I’ve been thinking about our lonely tomato plant. This summer we were given several small tomato plants for the kids to nurture. We had great hopes for them. I’m not really sure why — if you dig too deeply into my past you’ll find an ugly history of plants that perished from neglect. That’s exactly what happened to 4 out of the 5 innocent little seedlings we were given.
The 5th one made it. My boys carefully set it in an old flowerpot at the base of our deck. Their sister, who is actually good with living green things, watered and cared for it when the rest of us forgot about it. It quickly climbed the deck railing and stood proud and tall. We watched with anticipation, hoping for juicy red tomatoes to throw in the salad. My daughter tied it to the deck so it wouldn’t fall over. I examined it every now and then, checking for the yellow blossoms that promised fruit.
The fruit never arrived. All summer that plant sucked nutrients from the soil and grew taller. Not one tomato did it produce.
To be honest, I didn’t think much about it. I ignored it every day on the way to the van. Visitors to our home stopped to admire it, and the kids thought it was neat.

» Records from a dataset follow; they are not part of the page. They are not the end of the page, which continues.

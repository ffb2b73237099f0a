//! Flowtap daemon.
//!
//! One sniff worker per (interface, ring) feeds a single writer through a
//! bounded queue; a tokio task serves /metrics and another forwards
//! SIGINT/SIGTERM to the writer for a clean finalize.

use tikv_jemallocator::Jemalloc;

#[global_allocator]
static GLOBAL: Jemalloc = Jemalloc;

use std::sync::Arc;
use std::thread;

use anyhow::Context;
use clap::Parser;
use crossbeam_channel::{bounded, unbounded};
use tokio::signal::unix::{signal, SignalKind};
use tracing_subscriber::EnvFilter;

use flowtap::capture::{PcapSource, SniffWorker};
use flowtap::config::{self, Cli};
use flowtap::metrics::{self, Registry};
use flowtap::writer::Writer;

/// Slots in the worker-to-writer queue. Deep enough that workers only block
/// when the disk genuinely cannot keep up with sampled traffic.
const WRITER_QUEUE_SLOTS: usize = 500_000;

#[tokio::main]
async fn main() -> anyhow::Result<()> {
    let cli = Cli::parse();

    let filter = EnvFilter::try_from_default_env().unwrap_or_else(|_| EnvFilter::new("info"));
    tracing_subscriber::fmt()
        .with_env_filter(filter)
        .with_target(false)
        .init();

    let rings = config::ring_count()?;
    let registry = Registry::new();

    // Losing the metrics endpoint is logged and ignored; losing capture
    // would not be.
    {
        let registry = Arc::clone(&registry);
        let addr = cli.metrics_address;
        tokio::spawn(async move {
            if let Err(e) = metrics::serve(addr, registry).await {
                tracing::error!("Metrics endpoint failed: {e}");
            }
        });
    }

    let (frame_tx, frame_rx) = bounded(WRITER_QUEUE_SLOTS);

    for interface in cli.interfaces() {
        tracing::info!("Starting capture on {interface} with {rings} workers");
        for worker in 0..rings {
            let source = PcapSource::open(&interface, &cli.filter)
                .with_context(|| format!("Failed to start capture on {interface}"))?;
            let sniffer = SniffWorker::new(&cli, &interface, worker, &registry, frame_tx.clone());
            thread::Builder::new()
                .name(format!("sniff-{interface}-{worker}"))
                .spawn(move || {
                    if let Err(e) = sniffer.run(source) {
                        tracing::error!("Capture failed: {e}");
                        std::process::exit(1);
                    }
                })
                .context("Failed to spawn sniff worker")?;
        }
    }
    // The writer treats a fully disconnected queue as end of capture, so the
    // main thread must not keep a sender alive.
    drop(frame_tx);

    let (shutdown_tx, shutdown_rx) = unbounded();
    tokio::spawn(async move {
        let mut sigterm = signal(SignalKind::terminate()).expect("Failed to install SIGTERM handler");
        let mut sigint = signal(SignalKind::interrupt()).expect("Failed to install SIGINT handler");

        tokio::select! {
            _ = sigterm.recv() => {
                tracing::info!("Received SIGTERM, shutting down");
            }
            _ = sigint.recv() => {
                tracing::info!("Received SIGINT, shutting down");
            }
        }

        let _ = shutdown_tx.send(());
    });

    let writer = Writer::new(
        cli.current_file_name(),
        cli.write_root.clone(),
        cli.compress,
        cli.rotation_interval(),
    );
    tokio::task::spawn_blocking(move || writer.run(frame_rx, shutdown_rx))
        .await
        .context("Writer task panicked")??;

    tracing::info!("Capture stopped");
    Ok(())
}
//! Flowtap - flow-sampling traffic recorder.
//!
//! Captures packets from one or more interfaces, keeps only the head of
//! every flow (first N payload bytes or N packets), and writes the sampled
//! frames to rotating pcap files.

pub mod capture;
pub mod config;
pub mod decode;
pub mod error;
pub mod flow;
pub mod metrics;
pub mod writer;

/// Snap length used when opening a capture handle. Jumbo-frame ceiling.
pub const MAX_ETHERNET_MTU: usize = 9216;

/// Rough per-frame header-overhead discount applied when accumulating a
/// flow's byte count. Not a true IPv4 or IPv6 minimum packet size; kept
/// for continuity with the historical byte accounting.
pub const MIN_IP_PACKET_SIZE: u64 = 58;

/// A flow accumulating more than this many payload bytes gets a single
/// diagnostic log line.
pub const LARGE_FLOW_BYTES: u64 = 16 * 1024 * 1024 * 1024;

/// Nominal snap length declared in the pcap file header. Frames are written
/// at their captured length, which is bounded by [`MAX_ETHERNET_MTU`].
pub const FILE_SNAP_LEN: u32 = 65536;

/// Frames between housekeeping steps in a sniff worker (NIC stats, flow
/// sweep, metric flush). Amortizes clock reads and registry traffic at
/// line rate.
pub const HOUSEKEEPING_FRAMES: u64 = 5000;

One day my sister-in-law, one of those people who have big gardens every year, walked by and said “That thing isn’t planted deep enough. It’s not going to produce anything that way.” I looked. Sure enough — that impressive, tall tomato plant just barely dipped its toes into the dirt . My little boys, unattended by a knowledgeable adult, just stuck it haphazardly into the flowerpot and threw a little soil on top. It had no foundation, and yet it grew, and it gave the impression of being beautiful and useful to us.

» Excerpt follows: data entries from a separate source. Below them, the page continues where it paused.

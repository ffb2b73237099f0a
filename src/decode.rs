//! Five-tuple extraction from raw Ethernet frames.
//!
//! Recognizes Ethernet, one optional 802.1Q VLAN tag, IPv4, IPv6, TCP and
//! UDP. Decoding stops silently at the first unknown layer; whatever was
//! extracted up to that point stands. Frames with no recognized IP layer
//! all map to the zero key, which collapses them into a single
//! "unclassified" flow per worker. The installed BPF filter is expected to
//! keep that bucket small.

use pnet::packet::ethernet::{EtherTypes, EthernetPacket};
use pnet::packet::ip::{IpNextHeaderProtocol, IpNextHeaderProtocols};
use pnet::packet::ipv4::Ipv4Packet;
use pnet::packet::ipv6::Ipv6Packet;
use pnet::packet::tcp::TcpPacket;
use pnet::packet::udp::UdpPacket;
use pnet::packet::vlan::VlanPacket;
use pnet::packet::Packet;

use crate::flow::FlowKey;

/// Extract the directional five-tuple from a raw Ethernet frame.
///
/// Never fails: unparseable or non-IP frames come back as the zero key.
/// The pnet packet views borrow the slice, so this allocates nothing.
pub fn flow_key(data: &[u8]) -> FlowKey {
    let mut key = FlowKey::default();

    let Some(ethernet) = EthernetPacket::new(data) else {
        return key;
    };

    let mut ethertype = ethernet.get_ethertype();
    let mut network = ethernet.payload();

    // At most one 802.1Q tag; a second tag is an unknown layer.
    let vlan;
    if ethertype == EtherTypes::Vlan {
        let Some(tagged) = VlanPacket::new(network) else {
            return key;
        };
        vlan = tagged;
        ethertype = vlan.get_ethertype();
        network = vlan.payload();
    }

    match ethertype {
        EtherTypes::Ipv4 => {
            if let Some(ipv4) = Ipv4Packet::new(network) {
                key.proto = ipv4.get_next_level_protocol().0;
                key.src = ipv4.get_source().into();
                key.dst = ipv4.get_destination().into();
                transport_ports(&mut key, ipv4.get_next_level_protocol(), ipv4.payload());
            }
        }
        EtherTypes::Ipv6 => {
            if let Some(ipv6) = Ipv6Packet::new(network) {
                key.proto = ipv6.get_next_header().0;
                key.src = ipv6.get_source().into();
                key.dst = ipv6.get_destination().into();
                transport_ports(&mut key, ipv6.get_next_header(), ipv6.payload());
            }
        }
        _ => {}
    }

    key
}

fn transport_ports(key: &mut FlowKey, proto: IpNextHeaderProtocol, transport: &[u8]) {
    match proto {
        IpNextHeaderProtocols::Tcp => {
            if let Some(tcp) = TcpPacket::new(transport) {
                key.src_port = tcp.get_source();
                key.dst_port = tcp.get_destination();
            }
        }
        IpNextHeaderProtocols::Udp => {
            if let Some(udp) = UdpPacket::new(transport) {
                key.src_port = udp.get_source();
                key.dst_port = udp.get_destination();
            }
        }
        _ => {}
    }
}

That little seedling was full of potential. It could have been a top-producing, award-winning tomato plant with the right care. But it was planted by young, enthusiastic boys who did not know how to root it properly. It was watered by a girl who cared about its well-being and nurtured it, but didn’t realize it needed a deeper covering where it really counted. And it was ignored completely by the adults of the family, who only stopped by to admire the potential every now and then, and then let the kids take care of it.

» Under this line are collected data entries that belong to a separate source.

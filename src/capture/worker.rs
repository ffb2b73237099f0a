//! Sniff worker: one capture handle driving decode, flow tracking and
//! sampling, feeding accepted frames to the shared writer queue.

use std::sync::Arc;
use std::time::{Duration, Instant};

use crossbeam_channel::Sender;
use tracing::{debug, info};

use crate::config::Cli;
use crate::decode;
use crate::error::CaptureError;
use crate::flow::{FlowTable, Sampler};
use crate::metrics::{Registry, WorkerMetrics};
use crate::HOUSEKEEPING_FRAMES;

use super::{Frame, NicStats, PcapSource, Read};

use std::sync::atomic::Ordering::Relaxed;

/// Hot-path counters, kept thread-local and flushed to the registry during
/// housekeeping so the per-frame path never touches shared atomics.
#[derive(Debug, Default)]
struct LocalCounters {
    packets: u64,
    bytes: u64,
    output_packets: u64,
    output_bytes: u64,
    flows: u64,
}

impl LocalCounters {
    fn flush(&mut self, series: &WorkerMetrics) {
        series.packets.fetch_add(self.packets, Relaxed);
        series.bytes.fetch_add(self.bytes, Relaxed);
        series.packets_output.fetch_add(self.output_packets, Relaxed);
        series.bytes_output.fetch_add(self.output_bytes, Relaxed);
        series.flows.fetch_add(self.flows, Relaxed);
        *self = Self::default();
    }
}

/// One capture worker. Each worker owns its flow table outright; workers on
/// the same interface never share state, so the same flow may be sampled by
/// more than one ring.
pub struct SniffWorker {
    interface: String,
    worker: usize,
    sampler: Sampler,
    table: FlowTable,
    time_interval: Duration,
    flow_timeout: Duration,
    tx: Sender<Frame>,
    registry: Arc<Registry>,
    series: Arc<WorkerMetrics>,
    counters: LocalCounters,
    last_sweep: Instant,
}

impl SniffWorker {
    pub fn new(
        cli: &Cli,
        interface: &str,
        worker: usize,
        registry: &Arc<Registry>,
        tx: Sender<Frame>,
    ) -> Self {
        Self {
            interface: interface.to_string(),
            worker,
            sampler: Sampler::new(cli.byte_cutoff, cli.packet_cutoff),
            table: FlowTable::new(),
            time_interval: cli.time_interval(),
            flow_timeout: cli.flow_timeout(),
            tx,
            registry: Arc::clone(registry),
            series: registry.worker(interface, worker),
            counters: LocalCounters::default(),
            last_sweep: Instant::now(),
        }
    }

    /// Drive the capture until the handle reports end of capture or the
    /// writer goes away. Capture errors bubble up and are fatal to the
    /// process.
    pub fn run(mut self, mut source: PcapSource) -> Result<(), CaptureError> {
        info!(
            interface = %self.interface,
            worker = self.worker,
            "Starting sniff worker"
        );

        let mut since_housekeeping = 0u64;
        loop {
            // The borrow of the read buffer must end before the handle can
            // be asked for stats, hence the two-step shape.
            let writer_alive = match source.read_next()? {
                Read::Timeout => continue,
                Read::Eof => {
                    debug!(interface = %self.interface, worker = self.worker, "End of capture");
                    return Ok(());
                }
                Read::Frame { ts, orig_len, data } => self.process(ts, orig_len, data, Instant::now()),
            };

            if !writer_alive {
                debug!(
                    interface = %self.interface,
                    worker = self.worker,
                    "Writer queue closed, stopping"
                );
                return Ok(());
            }

            since_housekeeping += 1;
            if since_housekeeping == HOUSEKEEPING_FRAMES {
                since_housekeeping = 0;
                let stats = source.stats()?;
                self.housekeeping(stats, Instant::now());
            }
        }
    }

    /// Count, classify and sample one frame. Accepted frames are deep-copied
    /// into the writer queue, blocking when it is full - the only
    /// back-pressure in the pipeline. Returns false once the writer side has
    /// disconnected.
    fn process(&mut self, ts: Duration, orig_len: u32, data: &[u8], now: Instant) -> bool {
        self.counters.packets += 1;
        self.counters.bytes += data.len() as u64;

        let key = decode::flow_key(data);
        let (flow, created) = self.table.lookup_or_insert(key, now);
        if created {
            self.counters.flows += 1;
        }

        if self.sampler.sample(&key, flow, data.len() as u64, now) {
            self.counters.output_packets += 1;
            self.counters.output_bytes += data.len() as u64;
            let frame = Frame {
                ts,
                orig_len,
                data: data.to_vec(),
            };
            if self.tx.send(frame).is_err() {
                return false;
            }
        }
        true
    }

    /// Periodic step: NIC gauges, the expiry sweep when due, and the
    /// counter flush.
    fn housekeeping(&mut self, stats: NicStats, now: Instant) {
        self.series.nic_received.store(stats.received, Relaxed);
        self.series.nic_dropped.store(stats.dropped, Relaxed);
        self.series.nic_if_dropped.store(stats.if_dropped, Relaxed);

        if now.saturating_duration_since(self.last_sweep) > self.time_interval {
            self.last_sweep = now;

            let sweep_started = Instant::now();
            let removed = self.table.sweep(now, self.flow_timeout);
            let elapsed = sweep_started.elapsed();

            for &bytes in &removed {
                self.registry.flow_size().observe(bytes);
            }
            self.series.expired_flows.store(removed.len() as u64, Relaxed);
            self.series
                .expiry_micros
                .fetch_add(elapsed.as_micros() as u64, Relaxed);

            info!(
                interface = %self.interface,
                worker = self.worker,
                flows = self.table.len(),
                removed = removed.len(),
                packets = self.counters.packets,
                output = self.counters.output_packets,
                nic_received = stats.received,
                nic_dropped = stats.dropped,
                "Sweep complete"
            );
        }

        self.series.active_flows.store(self.table.len() as u64, Relaxed);
        self.counters.flush(&self.series);
    }
}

After a while, it began to yellow. Daddy walked by one afternoon, pulled it up, and threw it in the trash. So much for great potential.
I walked away thinking of the way I raise my children. I’ve got to do more than haphazardly stick them in the Word of God and expect them to grow, their toes barely dipped under the surface. I have to do more than admire their splendid potential in the Lord. I have to uphold and support the loving, enthusiastic people who have a passion for watering their souls. I have to ask people with wisdom to tell me when our roots are showing — and not be offended when they do.